Total stigma scores were obtained for each participant, with higher scores indicating a greater perception of stigma. These were analysed to identify whether there were any differences in the perception of stigma between different socio-demographic and clinical variables. Using the first set of responses to the questionnaire, items with little variation in response (80% or more, selecting one answer or the other) were removed as these would differentiate poorly between people with differing experiences of stigma. The test–retest reliability of each item was estimated using the kappa coefficient. Items with coefficients less than 0.4 were removed. To explore the factor structure underlying the remaining statements, we undertook an exploratory dichotomous factor analysis (given each statement has a binary `yes/no' response) in MPlus using tetrachoric correlations. We used weighted least squares with mean and variance adjustment as the estimation procedure for dichotomous data. We explored orthogonal and oblique rotations of the factors extracted in order to reduce over fitting of the final model. Internal consistency of the final scale (and sub-scales) and whether this improved with any single item removal was estimated using Cronbach's alpha. The correlations of each statement with the total score and the average correlation with other items were analysed.
Response rates and demographic and clinical data
A total of 125 people with intellectual disability were approached and 115 agreed to participate. Six individuals were considered unsuitable because they could not give adequate consent, had poor verbal comprehension or difficulties in communication. The remaining 109 (87%) participants completed the instrument once: 84 (77%) were able to do so with either no assistance or minimal assistance. The remainder, most of whom had moderate intellectual disability, required assistance in clarifying the questions. Thus, a total of 62 women and 47 men, with a mean age of 41 years (range 18–73, s.d.=13.6) participated. Ninety-four individuals had mild intellectual disability and 15 had moderate intellectual disability. Eighty individuals were White (Table 1). Forty people had mental illness, of whom 10 had psychotic disorders, 25 had affective disorders, 2 had an anxiety disorder, 2 had substance misuse disorders and 2 had `other' disorders.

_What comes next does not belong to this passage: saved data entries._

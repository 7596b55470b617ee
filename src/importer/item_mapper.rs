// ==========================================
// 来料检验系统 - 检验项目字段映射器
// ==========================================
// 职责: 源表头 → 检验项目字段 + 类型转换
// 表头: 检验项目 / 检验标准 / 验收标准 / 生成规则 / 单位 / 物料类别 / 排序 / 状态
// ==========================================

use crate::domain::inspection::InspectionItem;
use crate::importer::error::{ImportError, ImportResult};
use crate::importer::file_parser::RawRow;

pub const FIELD_NAME: &str = "检验项目";
pub const FIELD_STANDARD: &str = "检验标准";
pub const FIELD_CRITERIA: &str = "验收标准";
pub const FIELD_RULE: &str = "生成规则";
pub const FIELD_UNIT: &str = "单位";
pub const FIELD_CATEGORY: &str = "物料类别";
pub const FIELD_SORT_ORDER: &str = "排序";
pub const FIELD_STATUS: &str = "状态";

pub struct ItemFieldMapper;

impl ItemFieldMapper {
    /// 映射一行为检验项目（id 为 0，落库时分配）
    pub fn map_row(&self, row: &RawRow) -> ImportResult<InspectionItem> {
        let name = self
            .get_string(row, FIELD_NAME)
            .ok_or_else(|| ImportError::RequiredFieldMissing {
                row: row.row_number,
                field: FIELD_NAME.to_string(),
            })?;

        let mut item = InspectionItem::new(0, name)
            .with_standard(self.get_string(row, FIELD_STANDARD).unwrap_or_default())
            .with_criteria(self.get_string(row, FIELD_CRITERIA).unwrap_or_default())
            .with_unit(self.get_string(row, FIELD_UNIT).unwrap_or_default())
            .with_category(self.get_string(row, FIELD_CATEGORY).unwrap_or_default())
            .with_sort_order(self.parse_sort_order(row)?)
            .with_active(self.parse_status(row)?);

        if let Some(rule) = self.get_string(row, FIELD_RULE) {
            self.validate_rule(&rule, row.row_number)?;
            item = item.with_rule(rule);
        }

        Ok(item)
    }

    /// 提取字符串字段，支持别名列；空白视为缺失
    fn get_string(&self, row: &RawRow, key: &str) -> Option<String> {
        let aliases: &[&str] = match key {
            FIELD_NAME => &["检验项目", "项目名称", "项目"],
            FIELD_STANDARD => &["检验标准", "标准"],
            FIELD_CRITERIA => &["验收标准", "判定标准", "验收准则"],
            FIELD_RULE => &["生成规则", "规则"],
            FIELD_CATEGORY => &["物料类别", "适用类别", "类别"],
            FIELD_SORT_ORDER => &["排序", "排序号", "序号"],
            FIELD_STATUS => &["状态", "启用"],
            _ => &[],
        };

        std::iter::once(key)
            .chain(aliases.iter().copied())
            .filter_map(|alias| row.fields.get(alias))
            .map(|v| v.trim())
            .find(|v| !v.is_empty())
            .map(str::to_string)
    }

    fn parse_sort_order(&self, row: &RawRow) -> ImportResult<i32> {
        let Some(value) = self.get_string(row, FIELD_SORT_ORDER) else {
            return Ok(0);
        };
        // Excel 数值单元格可能带 ".0"
        value
            .parse::<i32>()
            .ok()
            .or_else(|| {
                value
                    .parse::<f64>()
                    .ok()
                    .filter(|f| f.fract() == 0.0 && f.abs() <= i32::MAX as f64)
                    .map(|f| f as i32)
            })
            .ok_or_else(|| ImportError::TypeConversionError {
                row: row.row_number,
                field: FIELD_SORT_ORDER.to_string(),
                message: format!("无法解析为整数: {}", value),
            })
    }

    fn parse_status(&self, row: &RawRow) -> ImportResult<bool> {
        let Some(value) = self.get_string(row, FIELD_STATUS) else {
            return Ok(true);
        };
        match value.to_lowercase().as_str() {
            "启用" | "有效" | "是" | "1" | "true" | "y" => Ok(true),
            "停用" | "禁用" | "无效" | "否" | "0" | "false" | "n" => Ok(false),
            _ => Err(ImportError::TypeConversionError {
                row: row.row_number,
                field: FIELD_STATUS.to_string(),
                message: format!("无法识别的状态: {}", value),
            }),
        }
    }

    // 生成规则必须是 JSON 对象；字段含义由规则解释器处理
    fn validate_rule(&self, rule: &str, row_number: usize) -> ImportResult<()> {
        match serde_json::from_str::<serde_json::Value>(rule) {
            Ok(value) if value.is_object() => Ok(()),
            Ok(_) => Err(ImportError::InvalidGenerationRule {
                row: row_number,
                message: format!("不是 JSON 对象: {}", rule),
            }),
            Err(e) => Err(ImportError::InvalidGenerationRule {
                row: row_number,
                message: e.to_string(),
            }),
        }
    }
}

#[cfg(test)]
mod tests {
    use super::*;
    use crate::domain::types::ItemKind;

    fn row(pairs: &[(&str, &str)]) -> RawRow {
        RawRow {
            row_number: 2,
            fields: pairs
                .iter()
                .map(|(k, v)| (k.to_string(), v.to_string()))
                .collect(),
        }
    }

    #[test]
    fn test_map_full_row() {
        let item = ItemFieldMapper
            .map_row(&row(&[
                ("检验项目", " 初粘性 "),
                ("验收标准", "≥ 8#"),
                ("单位", "#"),
                ("物料类别", "膜类"),
                ("排序", "3.0"),
                ("状态", "启用"),
                ("生成规则", r#"{"type":"fixed","value":"10#"}"#),
            ]))
            .unwrap();

        assert_eq!(item.name, "初粘性");
        assert_eq!(item.kind(), ItemKind::InitialTack);
        assert_eq!(item.sort_order, 3);
        assert!(item.active);
        assert!(item.generation_rule.is_some());
    }

    #[test]
    fn test_aliases_and_defaults() {
        let item = ItemFieldMapper
            .map_row(&row(&[("项目名称", "外观"), ("判定标准", "无破损"), ("状态", "")]))
            .unwrap();
        assert_eq!(item.acceptance_criteria, "无破损");
        assert_eq!(item.sort_order, 0);
        assert!(item.active);
        assert_eq!(item.material_category, "");
    }

    #[test]
    fn test_row_errors() {
        let missing = ItemFieldMapper.map_row(&row(&[("单位", "mm")])).unwrap_err();
        assert!(matches!(missing, ImportError::RequiredFieldMissing { row: 2, .. }));

        let bad_sort = ItemFieldMapper
            .map_row(&row(&[("检验项目", "厚度"), ("排序", "第一")]))
            .unwrap_err();
        assert!(bad_sort.is_row_error());

        let bad_rule = ItemFieldMapper
            .map_row(&row(&[("检验项目", "厚度"), ("生成规则", "[1,2]")]))
            .unwrap_err();
        assert!(matches!(bad_rule, ImportError::InvalidGenerationRule { .. }));

        let inactive = ItemFieldMapper
            .map_row(&row(&[("检验项目", "厚度"), ("状态", "停用")]))
            .unwrap();
        assert!(!inactive.active);
    }
}
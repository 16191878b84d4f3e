//! The legacy C sources, compiled by the host C compiler, as a reference for
//! the Rust implementation in `some_c_code`.

mod sys {
    extern "C" {
        pub fn legacy_related_code(a_number: usize);
        pub fn legacy_multiply_u64_by_u32(a: *mut u64, b: *mut u32) -> u64;
        pub fn legacy_multiply_and_add(arr: *mut u32, arrlen: usize, mult: u32) -> u64;
        pub fn legacy_fac(n: u64) -> u64;
    }
}

pub fn related_code(count: usize) {
    unsafe { sys::legacy_related_code(count) }
}

pub fn multiply_u64_by_u32(mut a: u64, mut b: u32) -> u64 {
    unsafe { sys::legacy_multiply_u64_by_u32(&mut a, &mut b) }
}

pub fn multiply_and_add(values: &[u32], mult: u32) -> u64 {
    // The C side never writes through `arr`.
    unsafe { sys::legacy_multiply_and_add(values.as_ptr() as *mut u32, values.len(), mult) }
}

/// Recursive in C: keep `n` small.
pub fn fac(n: u64) -> u64 {
    unsafe { sys::legacy_fac(n) }
}

#[cfg(test)]
mod tests {
    use super::*;

    const U64_SAMPLES: [u64; 8] = [
        0,
        1,
        2,
        0xffff_ffff,
        0x1_0000_0000,
        0x8000_0000_0000_0000,
        0x0123_4567_89ab_cdef,
        u64::MAX,
    ];
    const U32_SAMPLES: [u32; 7] = [0, 1, 2, 10, 0xffff, 0x1_0000, u32::MAX];

    #[test]
    fn multiply_matches_c() {
        for &a in U64_SAMPLES.iter() {
            for &b in U32_SAMPLES.iter() {
                assert_eq!(
                    some_c_code::multiply_widen(a, b),
                    multiply_u64_by_u32(a, b),
                    "a = {:#x}, b = {:#x}",
                    a,
                    b
                );
            }
        }
    }

    #[test]
    fn dot_product_matches_c() {
        let sequences: [&[u32]; 5] = [
            &[],
            &[1, 2, 3],
            &[0x1_0000, 0xffff, 7],
            &[u32::MAX, u32::MAX, u32::MAX, u32::MAX],
            &[0xdead_beef, 0x1234_5678, 0, 1],
        ];
        for values in sequences.iter() {
            for &mult in U32_SAMPLES.iter() {
                assert_eq!(
                    some_c_code::dot_product_scaled(values, mult),
                    multiply_and_add(values, mult),
                    "values = {:?}, mult = {}",
                    values,
                    mult
                );
            }
        }
    }

    #[test]
    fn factorial_matches_c() {
        for n in 0..=100 {
            assert_eq!(some_c_code::factorial(n), fac(n), "n = {}", n);
        }
    }

    #[test]
    fn announce_links() {
        related_code(3);
        some_c_code::announce(3);
    }

    #[test]
    fn rust_symbols_match_c() {
        let values = [4u32, 5, 6];
        let (a, b) = (u64::MAX, 3u32);
        unsafe {
            assert_eq!(
                some_c_code::ffi::multiplyAndAdd(values.as_ptr(), values.len(), 0xffff_ffff),
                multiply_and_add(&values, 0xffff_ffff)
            );
            assert_eq!(
                some_c_code::ffi::multiplyU64byU32(&a, &b),
                multiply_u64_by_u32(a, b)
            );
        }
        assert_eq!(some_c_code::ffi::fac(25), fac(25));
    }
}
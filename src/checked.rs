//! Variants of the fixture operations that report overflow and misuse
//! instead of wrapping.

use crate::arith;
use crate::error::{Error, Operation};

pub fn checked_multiply_widen(a: u64, b: u32) -> Result<u64, Error> {
    a.checked_mul(u64::from(b)).ok_or(Error::Overflow {
        op: Operation::MultiplyWiden,
    })
}

/// Like [`arith::dot_product_scaled`], but fails when a per-element product
/// leaves 32 bits or the sum leaves 64 bits.
pub fn checked_dot_product_scaled(values: &[u32], multiplier: u32) -> Result<u64, Error> {
    let overflow = Error::Overflow {
        op: Operation::DotProductScaled,
    };
    values.iter().try_fold(0u64, |acc, &value| {
        let product = value.checked_mul(multiplier).ok_or_else(|| overflow.clone())?;
        acc.checked_add(u64::from(product))
            .ok_or_else(|| overflow.clone())
    })
}

/// Legacy wrapping dot product behind an explicit length contract.
///
/// `declared_len` is the count a caller believes `values` holds. A mismatch is
/// rejected rather than trusted.
pub fn dot_product_scaled_exact(
    values: &[u32],
    declared_len: usize,
    multiplier: u32,
) -> Result<u64, Error> {
    if declared_len != values.len() {
        return Err(Error::LengthMismatch {
            declared: declared_len,
            actual: values.len(),
        });
    }
    Ok(arith::dot_product_scaled(values, multiplier))
}

pub fn checked_factorial(n: u64) -> Result<u64, Error> {
    (2..=n).try_fold(1u64, |acc, k| {
        acc.checked_mul(k).ok_or(Error::Overflow {
            op: Operation::Factorial,
        })
    })
}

Five people refused to complete the instrument on the second occasion and a further 16 people could not be contacted or were not available. The only difference between the 109 participants who completed the instrument once and the 88 who completed it twice was that the former were more likely to have a moderate intellectual disability (P<0.001).
Distribution of responses
There were no differences in the total stigma score (mean 6.50, s.d.=3.73) resulting from level of intellectual disability (P=0.19), gender (P=0.49), age (P=0.70), ethnicity (P=0.51), mental health problems (P=0.20), physical disability (P=0.135), employment status (P=0.57), housing (P=0.19), attendance at college (P=0.58) or day centre (P=0.94) in this sample. There were no differences in the responses given to individual items on the questionnaire by participants with mental illness and those without mental illness (Table 2). Three items were ticked `no' by more than 80% of the sample (items 3, 9, 21) and four items were ticked `yes' by more than 80% of the participants (items 11, 14, 16). These items show little variation in response and are less useful in identifying people with differing levels of stigma. These six items have therefore been removed from the analysis (Table 3). The items that were ticked `yes' by the majority of the sample were `positive statements' such as `People like to talk to me' and `People are nice to me' and may reflect a response set bias.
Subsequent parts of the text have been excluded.